Keywords: Smart contract, Contractors, Contracts automation, Blockchain in project management, Distributed workflow, Contractual practices.


‘’Pacta sunt servanda[1]’’, early rules of trades and barter have existed since ancient times. Modern laws of contracts are traceable from the industrial revolution (1750 onwards). From decades to decades, as society has advanced and technology has evolved, both the aspect and the role of contracts changed. Today, the Internet is just emerging and traditional contracts start to show their limitations.

Figure 1: Fishbone diagram (By author)

Traditional contracts, as an old and complex process, is facing increasing issues, as shown in figure 1. For project managers, these problems result in delivered past deadlines, over budget and/or which end in lengthy legal battles over contractual disputes. Meanwhile, an emerging type of contract is taking advantage of technology improvement, and starts to be in the heart of today’s business landscape.

‘’Some people say that 2017 is the year of the pilot for blockchain technology’’[2]. That means that anytime in the near future will be the year of production. Blockchain is starting to change the way we do business, and will soon change the way we manage projects. Project management tools start with Blockchain using features known as smart contracts. In 1994, Nick Szabo published an article in which he outlined the concept of Smart Contracts[3]. Today, dozens of year later, as technology has caught up, smart contracts came back and served as the subject of different experimentations. At first, Szabo defined smart contracts as machine-readable transaction protocols which create a contract with pre-determined terms. Within a newer definition, a smart contract is ‘’a set of promises, specified in digital form, including protocols within which parties perform on these promises’’[4]. Simply, a smart contract is a self-executing contract with the term of agreement between buyer and seller being directly written into lines of code. Since a smart contract removes reliance on a third party, when establishing business relations, the parties making an agreement can transact directly with each other. Smart contracts are described as the most significant transformation of commerce since the Internet. They are even causing experts to rethink how legal documents are written.

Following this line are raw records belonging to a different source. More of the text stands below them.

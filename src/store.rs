use std::path::PathBuf;

use anyhow::{Context, Result};

use crate::config::Config;
use crate::contact::{ContactBook, Person};

/// File-backed persistence for the whole contact collection.
///
/// The collection is saved in full after every accepted mutation and
/// loaded once at startup.
pub struct ContactStore {
    path: PathBuf,
}

impl ContactStore {
    pub fn new(config: &Config) -> Self {
        ContactStore {
            path: config.contacts_file(),
        }
    }

    pub fn with_path(path: PathBuf) -> Self {
        ContactStore { path }
    }

    /// Load the previously saved collection. A missing file or
    /// unparsable content yields an empty collection, not an error.
    pub fn load(&self) -> ContactBook {
        let content = match std::fs::read_to_string(&self.path) {
            Ok(content) => content,
            Err(_) => return ContactBook::new(),
        };

        match serde_json::from_str::<Vec<Person>>(&content) {
            Ok(people) => ContactBook::from_people(people),
            Err(_) => ContactBook::new(),
        }
    }

    pub fn save(&self, book: &ContactBook) -> Result<()> {
        if let Some(parent) = self.path.parent() {
            std::fs::create_dir_all(parent)
                .context("Failed to create data directory")?;
        }

        let content = serde_json::to_string_pretty(book.people())
            .context("Failed to serialize contacts")?;

        std::fs::write(&self.path, content)
            .context("Failed to write contacts file")?;

        Ok(())
    }
}

#[cfg(test)]
mod tests {
    use super::*;

    fn temp_store() -> (tempfile::TempDir, ContactStore) {
        let dir = tempfile::tempdir().unwrap();
        let store = ContactStore::with_path(dir.path().join("contacts.json"));
        (dir, store)
    }

    #[test]
    fn test_save_and_load_round_trip() {
        let (_dir, store) = temp_store();

        let mut book = ContactBook::new();
        let mut alice = Person::new("Alice");
        alice.add_note("first note", None);
        book.add(alice);
        book.add(Person::new("Bob"));

        store.save(&book).unwrap();
        let loaded = store.load();

        assert_eq!(loaded, book);
    }

    #[test]
    fn test_load_missing_file_is_empty() {
        let (_dir, store) = temp_store();
        assert!(store.load().is_empty());
    }

    #[test]
    fn test_load_corrupt_file_is_empty() {
        let (_dir, store) = temp_store();
        std::fs::write(store.path.clone(), "{not json").unwrap();

        assert!(store.load().is_empty());
    }

    #[test]
    fn test_load_wrong_shape_is_empty() {
        let (_dir, store) = temp_store();
        std::fs::write(store.path.clone(), r#"{"people": []}"#).unwrap();

        assert!(store.load().is_empty());
    }
}
use std::io::{self, Write};

/// Ask the user to confirm a destructive action. Defaults to no.
pub fn confirm(prompt: &str) -> bool {
    print!("{} [y/N]: ", prompt);
    if io::stdout().flush().is_err() {
        return false;
    }

    let mut input = String::new();
    match io::stdin().read_line(&mut input) {
        Ok(_) => matches!(input.trim().to_lowercase().as_str(), "y" | "yes"),
        Err(_) => false,
    }
}

/// First 8 characters of an id, for display
pub fn short_id(id: &str) -> &str {
    id.get(..8).unwrap_or(id)
}
use std::path::PathBuf;

use clap::{Parser, Subcommand};

#[derive(Parser)]
#[command(name = "rolo")]
#[command(about = "Personal contact and relationship manager")]
pub struct Args {
    #[command(subcommand)]
    pub command: Commands,

    /// Data directory (default: OS config dir)
    #[arg(long, global = true)]
    pub data_dir: Option<PathBuf>,
}

#[derive(Subcommand)]
pub enum Commands {
    /// Add a new contact
    Add {
        name: String,
        #[arg(long)]
        phone: Option<String>,
        #[arg(long)]
        country: Option<String>,
        #[arg(long)]
        institute: Option<String>,
        /// Profile URL
        #[arg(long)]
        url: Option<String>,
        /// Free-text memo on the contact
        #[arg(long)]
        memo: Option<String>,
        /// Primary role (e.g. mentor, labmate)
        #[arg(long)]
        role: Option<String>,
    },
    /// List contacts
    List {
        /// Filter by name, country, institute or memo
        #[arg(long)]
        search: Option<String>,
        /// Sort order (name, created, country)
        #[arg(long, default_value = "name")]
        sort: String,
    },
    /// Show a contact's profile, notes and relationships
    Show {
        /// Contact id or name
        person: String,
    },
    /// Edit a contact's profile fields
    Edit {
        /// Contact id or name
        person: String,
        #[arg(long)]
        name: Option<String>,
        #[arg(long)]
        phone: Option<String>,
        #[arg(long)]
        country: Option<String>,
        #[arg(long)]
        institute: Option<String>,
        /// Profile URL
        #[arg(long)]
        url: Option<String>,
        /// Free-text memo on the contact
        #[arg(long)]
        memo: Option<String>,
        /// Primary role (e.g. mentor, labmate)
        #[arg(long)]
        role: Option<String>,
        /// Image file stored as the contact's avatar
        #[arg(long)]
        avatar: Option<PathBuf>,
    },
    /// Delete a contact and every relationship pointing at them
    Delete {
        /// Contact id or name
        person: String,
        /// Skip the confirmation prompt
        #[arg(long)]
        yes: bool,
    },
    /// Manage dated notes on a contact
    Note {
        #[command(subcommand)]
        command: NoteCommands,
    },
    /// Manage relationships between contacts
    Link {
        #[command(subcommand)]
        command: LinkCommands,
    },
    /// Suggest conversation starters for a contact
    Suggest {
        /// Contact id or name
        person: String,
        /// AI provider (default: configured)
        #[arg(long)]
        provider: Option<String>,
        /// AI model (default: provider default)
        #[arg(long)]
        model: Option<String>,
    },
    /// Polish a piece of text with the configured AI provider
    Polish {
        text: String,
        /// AI provider (default: configured)
        #[arg(long)]
        provider: Option<String>,
        /// AI model (default: provider default)
        #[arg(long)]
        model: Option<String>,
    },
    /// Export all contacts to a JSON file
    Export { file: PathBuf },
    /// Replace all contacts with the contents of a JSON file
    Import {
        file: PathBuf,
        /// Skip the confirmation prompt
        #[arg(long)]
        yes: bool,
    },
}

#[derive(Subcommand)]
pub enum NoteCommands {
    /// Add a note
    Add {
        /// Contact id or name
        person: String,
        content: String,
        /// Note date (YYYY-MM-DD, default: today)
        #[arg(long)]
        date: Option<String>,
        /// Polish the note text before saving
        #[arg(long)]
        polish: bool,
    },
    /// List notes, newest first
    List {
        /// Contact id or name
        person: String,
    },
    /// Delete a note by id
    Delete {
        /// Contact id or name
        person: String,
        note_id: String,
        /// Skip the confirmation prompt
        #[arg(long)]
        yes: bool,
    },
}

#[derive(Subcommand)]
pub enum LinkCommands {
    /// Add or update relationships from one contact to others
    Add {
        /// Contact id or name
        person: String,
        /// Counterpart contacts (id or name)
        #[arg(required = true)]
        targets: Vec<String>,
        /// Relationship kind (friend, family, colleague, collaborator,
        /// advisor, student, or free text)
        #[arg(long)]
        kind: String,
        /// Note on the relationship itself
        #[arg(long)]
        memo: Option<String>,
    },
    /// List relationships, including ones recorded by other contacts
    List {
        /// Contact id or name
        person: String,
    },
    /// Remove the relationship with a counterpart
    Remove {
        /// Contact id or name
        person: String,
        /// Counterpart id or name
        counterpart: String,
        /// Skip the confirmation prompt
        #[arg(long)]
        yes: bool,
    },
}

To read entire paper, click here


Editor’s note: This paper was prepared for the course “International Contract Management” facilitated by Dr Paul D. Giammalvo of PT Mitratata Citragraha, Jakarta, Indonesia as an Adjunct Professor under contract to SKEMA Business School for the program Master of Science in Project and Programme Management and Business Development.  http://www.skema.edu/programmes/masters-of-science. For more information on this global program (Lille and Paris in France; Belo Horizonte in Brazil), contact Dr Paul Gardiner, Global Programme Director [email protected].

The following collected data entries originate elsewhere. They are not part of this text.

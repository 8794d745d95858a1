use std::collections::HashMap;
use std::path::PathBuf;

use anyhow::{Context, Result};
use serde::{Deserialize, Serialize};

use crate::ai_provider::{AIConfig, AIProvider};

#[derive(Debug, Clone, Serialize, Deserialize)]
pub struct Config {
    #[serde(skip)]
    pub data_dir: PathBuf,
    pub default_provider: String,
    pub providers: HashMap<String, ProviderConfig>,
}

#[derive(Debug, Clone, Serialize, Deserialize)]
pub struct ProviderConfig {
    pub default_model: String,
    #[serde(skip_serializing_if = "Option::is_none")]
    pub host: Option<String>,
    #[serde(skip_serializing_if = "Option::is_none")]
    pub api_key: Option<String>,
}

impl Config {
    pub fn new(data_dir: Option<PathBuf>) -> Result<Self> {
        let data_dir = data_dir.unwrap_or_else(|| {
            dirs::config_dir()
                .unwrap_or_else(|| PathBuf::from("."))
                .join("syui")
                .join("rolo")
        });

        std::fs::create_dir_all(&data_dir)
            .context("Failed to create data directory")?;

        let config_path = data_dir.join("config.json");

        // Try to load existing config
        if config_path.exists() {
            let config_str = std::fs::read_to_string(&config_path)
                .context("Failed to read config.json")?;

            if config_str.trim().is_empty() {
                eprintln!("Config file is empty, recreating defaults");
            } else {
                match serde_json::from_str::<Config>(&config_str) {
                    Ok(mut config) => {
                        config.data_dir = data_dir;
                        config.fill_env_keys();
                        return Ok(config);
                    }
                    Err(e) => {
                        eprintln!("Failed to parse config.json: {}", e);
                        eprintln!("Recreating defaults...");
                    }
                }
            }
        }

        let config = Self::default_config(data_dir);

        let json_str = serde_json::to_string_pretty(&config)
            .context("Failed to serialize default config")?;
        std::fs::write(&config_path, json_str)
            .context("Failed to write default config.json")?;

        Ok(config)
    }

    // API keys left empty in the file fall back to the environment
    fn fill_env_keys(&mut self) {
        if let Some(openai) = self.providers.get_mut("openai") {
            if openai.api_key.as_ref().map_or(true, |key| key.is_empty()) {
                openai.api_key = std::env::var("OPENAI_API_KEY").ok();
            }
        }
    }

    fn default_config(data_dir: PathBuf) -> Self {
        let mut providers = HashMap::new();

        providers.insert(
            "ollama".to_string(),
            ProviderConfig {
                default_model: "qwen2.5".to_string(),
                host: Some("http://localhost:11434".to_string()),
                api_key: None,
            },
        );

        providers.insert(
            "openai".to_string(),
            ProviderConfig {
                default_model: "gpt-4o-mini".to_string(),
                host: None,
                api_key: std::env::var("OPENAI_API_KEY").ok(),
            },
        );

        Config {
            data_dir,
            default_provider: "ollama".to_string(),
            providers,
        }
    }

    pub fn get_provider(&self, provider_name: &str) -> Option<&ProviderConfig> {
        self.providers.get(provider_name)
    }

    pub fn get_ai_config(
        &self,
        provider: Option<String>,
        model: Option<String>,
    ) -> Result<AIConfig> {
        let provider_name = provider.as_deref().unwrap_or(&self.default_provider);
        let provider_config = self
            .get_provider(provider_name)
            .ok_or_else(|| anyhow::anyhow!("Unknown provider: {}", provider_name))?;

        let ai_provider: AIProvider = provider_name.parse()?;
        let model_name = model.unwrap_or_else(|| provider_config.default_model.clone());

        Ok(AIConfig {
            provider: ai_provider,
            model: model_name,
            api_key: provider_config.api_key.clone(),
            base_url: provider_config.host.clone(),
            max_tokens: Some(512),
            temperature: Some(0.7),
        })
    }

    pub fn contacts_file(&self) -> PathBuf {
        self.data_dir.join("contacts.json")
    }
}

How to cite this paper: Gouin, M. (2018). Smart Contracts for Project Managers – Boom or Bust? PM World Journal, Vol. VII, Issue XII (December).  Available online at https://pmworldjournal.net/wp-content/uploads/2018/12/pmwj77-Dec2018-Gouin-smart-contracts-for-project-managers.pdf

About the Author

Mégane Gouin

Paris, France



Mégane Gouin
is a 21 year old French student, currently pursuing a Master of Science degree in Project and Programme Management and Business Development at Skema Business School.

Since her youngest age, she has a strong entrepreneur mindset and a powerful passion about digital.   After gaining significant experience from different positions in different industries, she is now managing her own online media cofounded company, which specializes in live broadcasting horseball competitions and providing a Video On Demand Platform. As a strategic director, she is mainly responsible for implementing web projects, by managing a team of 5 people. With a huge competitive and team spirit, after being French Champion, she is playing her sport, horseball, at a professional level. Her numerous international experiences (internships, exchange semester) gave her the opportunity to develop her adaptability and to become a confident problem solver. Being open-minded and world oriented increased her innovative skills. Highly interested in project management and his main upcoming challenges, she is getting certified by Prince2, AgilePM, CAPM.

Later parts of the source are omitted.